In spite of this, I was a very happy child. I had friends, some that I spoke with and others that I didn't. When I was thirteen, we had friends who went overseas for two weeks and their children stayed with us. It was too long and too hard to be able not to talk at all and one day I just blurted something out and began to talk. They were shocked. From that moment, it became easier. There were lots of things that made it easier after a while but that was the breakthrough moment for me.

Since then, I found out that the medical explanation for this is called selective mutism. It's recognized as an anxiety disorder which occurs predominantly in the early childhood years. It's quite rare and there is no proven method of treatment.

I had always just assumed that I was the only one who had experienced this. But about a year ago, I saw a television documentary about selective mutism and as I watched it, I cried. I saw myself. The scared child who wanted so much to be able to speak freely but trapped in a hole that was too hard to dig themselves out of.

From the moment since my breakthrough, Jesus had already begun to heal me. But as those tears came, God bound up the wounds that still lay hidden in the deepest corners of my heart. The insecurities, the uncertainties, the fears, the hurts. It was like the last of the dirt was washed away from everything I had carried through the ordeal.

His healing brought purpose to my experiences. They did not define me, they were not meant to break me or be a dark shadow in my past. They were meant for good. For out of my once mute mouth, I speak of what God has done for me. It was worth the fight.

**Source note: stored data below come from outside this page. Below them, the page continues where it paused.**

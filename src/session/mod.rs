//! Server-side session lifecycle: persistence, validation, rotation,
//! cross-protocol synchronization.

mod manager;
mod store;
mod sync;

pub use manager::{CreateSessionOptions, RequestMeta, SessionManager, SessionValidation};
pub use store::{
    MemorySessionRepository, PgSessionRepository, SessionRecord, SessionRepository, SessionStore,
};
pub use sync::{
    Connection, SESSION_CREATED_CHANNEL, SESSION_DELETED_CHANNEL, SESSION_EXPIRED_CHANNEL,
    SESSION_UPDATES_CHANNEL, SessionEvent, SessionSynchronizer, StreamConnection,
};

use chrono::{DateTime, Utc};
use serde::{Deserialize, Serialize};

use crate::principal::Principal;

/// One server-side session, tokens in the clear.
///
/// This is the in-process view; tokens are encrypted before they reach the
/// repository or the cache. Invariants:
/// `created_at ≤ last_accessed_at ≤ expires_at` and
/// `expires_at − created_at ≤ configured max age`.
#[derive(Debug, Clone, Serialize, Deserialize)]
pub struct Session {
    /// Opaque session id (`<uuid>.<base36 millis>`, ≥128 bits entropy).
    pub session_id: String,
    /// Owning user id.
    pub user_id: String,
    /// Principal snapshot taken at creation.
    #[serde(skip_serializing_if = "Option::is_none")]
    pub principal: Option<Principal>,
    /// IdP-side session id, when known.
    #[serde(skip_serializing_if = "Option::is_none")]
    pub idp_session_id: Option<String>,
    /// Bearer access token.
    #[serde(skip_serializing_if = "Option::is_none")]
    pub access_token: Option<String>,
    /// Refresh token.
    #[serde(skip_serializing_if = "Option::is_none")]
    pub refresh_token: Option<String>,
    /// OIDC id token.
    #[serde(skip_serializing_if = "Option::is_none")]
    pub id_token: Option<String>,
    /// Access token expiry.
    #[serde(skip_serializing_if = "Option::is_none")]
    pub token_expires_at: Option<DateTime<Utc>>,
    /// Refresh token expiry.
    #[serde(skip_serializing_if = "Option::is_none")]
    pub refresh_expires_at: Option<DateTime<Utc>>,
    /// Hash of IP + UA + creation time; session-theft heuristic.
    pub fingerprint: String,
    /// Creation instant.
    pub created_at: DateTime<Utc>,
    /// Last validated-access instant (write-throttled).
    pub last_accessed_at: DateTime<Utc>,
    /// Hard expiry.
    pub expires_at: DateTime<Utc>,
    /// IP the session was created from.
    pub ip_address: String,
    /// User agent the session was created with.
    pub user_agent: String,
    /// Open metadata.
    #[serde(default)]
    pub metadata: serde_json::Map<String, serde_json::Value>,
    /// Whether the session is live.
    pub is_active: bool,
}

impl Session {
    /// Whether the session is past its hard expiry.
    #[must_use]
    pub fn is_expired(&self) -> bool {
        self.expires_at <= Utc::now()
    }
}
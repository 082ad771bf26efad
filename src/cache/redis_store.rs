//! Redis-backed cache store.
//!
//! Commands go through a [`ConnectionManager`] which reconnects
//! automatically. Subscriptions open a dedicated pub/sub connection per
//! channel so a slow consumer never blocks command traffic. Prefix deletion
//! uses `SCAN` in batches and is intended for maintenance jobs only.

use std::time::Duration;

use async_trait::async_trait;
use futures::StreamExt;
use redis::{AsyncCommands, aio::ConnectionManager};
use tokio::sync::mpsc;
use tracing::{debug, info, warn};

use super::{CacheMessage, CacheStore, Subscription};
use crate::Result;

/// Redis [`CacheStore`] implementation.
pub struct RedisStore {
    client: redis::Client,
    conn: ConnectionManager,
}

impl RedisStore {
    /// Connect to Redis at `url`.
    ///
    /// # Errors
    ///
    /// Returns [`crate::Error::CacheUnavailable`] when the URL is invalid or
    /// the server is unreachable.
    pub async fn connect(url: &str) -> Result<Self> {
        info!("Connecting to cache backend");
        let client = redis::Client::open(url)?;
        let conn = ConnectionManager::new(client.clone()).await?;
        info!("Cache connection established");
        Ok(Self { client, conn })
    }
}

#[async_trait]
impl CacheStore for RedisStore {
    async fn get_raw(&self, key: &str) -> Result<Option<String>> {
        let mut conn = self.conn.clone();
        Ok(conn.get(key).await?)
    }

    async fn set_raw(&self, key: &str, value: &str, ttl: Duration) -> Result<()> {
        let mut conn = self.conn.clone();
        conn.set_ex::<_, _, ()>(key, value, ttl.as_secs().max(1))
            .await?;
        Ok(())
    }

    async fn delete(&self, key: &str) -> Result<bool> {
        let mut conn = self.conn.clone();
        let deleted: i64 = conn.del(key).await?;
        Ok(deleted > 0)
    }

    async fn delete_prefix(&self, prefix: &str) -> Result<u64> {
        let mut conn = self.conn.clone();
        let pattern = format!("{prefix}*");
        let mut removed = 0u64;
        let mut cursor = 0u64;
        loop {
            let (next, keys): (u64, Vec<String>) = redis::cmd("SCAN")
                .arg(cursor)
                .arg("MATCH")
                .arg(&pattern)
                .arg("COUNT")
                .arg(200)
                .query_async(&mut conn)
                .await?;
            if !keys.is_empty() {
                let deleted: i64 = conn.del(&keys).await?;
                removed += u64::try_from(deleted).unwrap_or(0);
            }
            cursor = next;
            if cursor == 0 {
                break;
            }
        }
        Ok(removed)
    }

    async fn incr_with_expire(&self, key: &str, ttl: Duration) -> Result<i64> {
        let mut conn = self.conn.clone();
        // Pipelined MULTI/EXEC keeps INCR+EXPIRE atomic
        let (count, _): (i64, i64) = redis::pipe()
            .atomic()
            .incr(key, 1)
            .expire(key, i64::try_from(ttl.as_secs().max(1)).unwrap_or(1))
            .query_async(&mut conn)
            .await?;
        Ok(count)
    }

    async fn get_counter(&self, key: &str) -> Result<i64> {
        let mut conn = self.conn.clone();
        let value: Option<i64> = conn.get(key).await?;
        Ok(value.unwrap_or(0))
    }

    async fn decr_delete_at_zero(&self, key: &str) -> Result<i64> {
        let mut conn = self.conn.clone();
        let remaining: i64 = conn.decr(key, 1).await?;
        if remaining <= 0 {
            let _: i64 = conn.del(key).await?;
            return Ok(0);
        }
        Ok(remaining)
    }

    async fn publish(&self, channel: &str, payload: &str) -> Result<()> {
        let mut conn = self.conn.clone();
        conn.publish::<_, _, ()>(channel, payload).await?;
        Ok(())
    }

    async fn subscribe(&self, channel: &str) -> Result<Subscription> {
        // Dedicated connection: SUBSCRIBE puts a Redis connection into a
        // mode where regular commands are rejected.
        let mut pubsub = self.client.get_async_pubsub().await?;
        pubsub.subscribe(channel).await?;

        let (tx, receiver) = mpsc::channel(256);
        let name = channel.to_string();
        let task_name = name.clone();
        tokio::spawn(async move {
            let mut stream = pubsub.on_message();
            while let Some(msg) = stream.next().await {
                let payload: String = match msg.get_payload() {
                    Ok(payload) => payload,
                    Err(e) => {
                        warn!(channel = %task_name, error = %e, "Dropping undecodable pub/sub payload");
                        continue;
                    }
                };
                if tx
                    .send(CacheMessage {
                        channel: task_name.clone(),
                        payload,
                    })
                    .await
                    .is_err()
                {
                    debug!(channel = %task_name, "Subscriber dropped, ending receive task");
                    break;
                }
            }
        });

        Ok(Subscription {
            channel: name,
            receiver,
        })
    }

    async fn ping(&self) -> Result<()> {
        let mut conn = self.conn.clone();
        redis::cmd("PING").query_async::<String>(&mut conn).await?;
        Ok(())
    }
}

impl std::fmt::Debug for RedisStore {
    fn fmt(&self, f: &mut std::fmt::Formatter<'_>) -> std::fmt::Result {
        f.debug_struct("RedisStore").finish_non_exhaustive()
    }
}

This is a guest post by Jo-Ann, who blogs at simplification. Jo-Ann is a newly graduated teacher who loves the big things in life and the small things even more. She enjoys walking her dog, finding a good book to bury her nose into, playing the ukulele and drinking tea out of lovely cups. She calls New Zealand home.


P.S. If you're interested in submitting a guest post testimony to be featured on Life Blessons, please visit the original post for details!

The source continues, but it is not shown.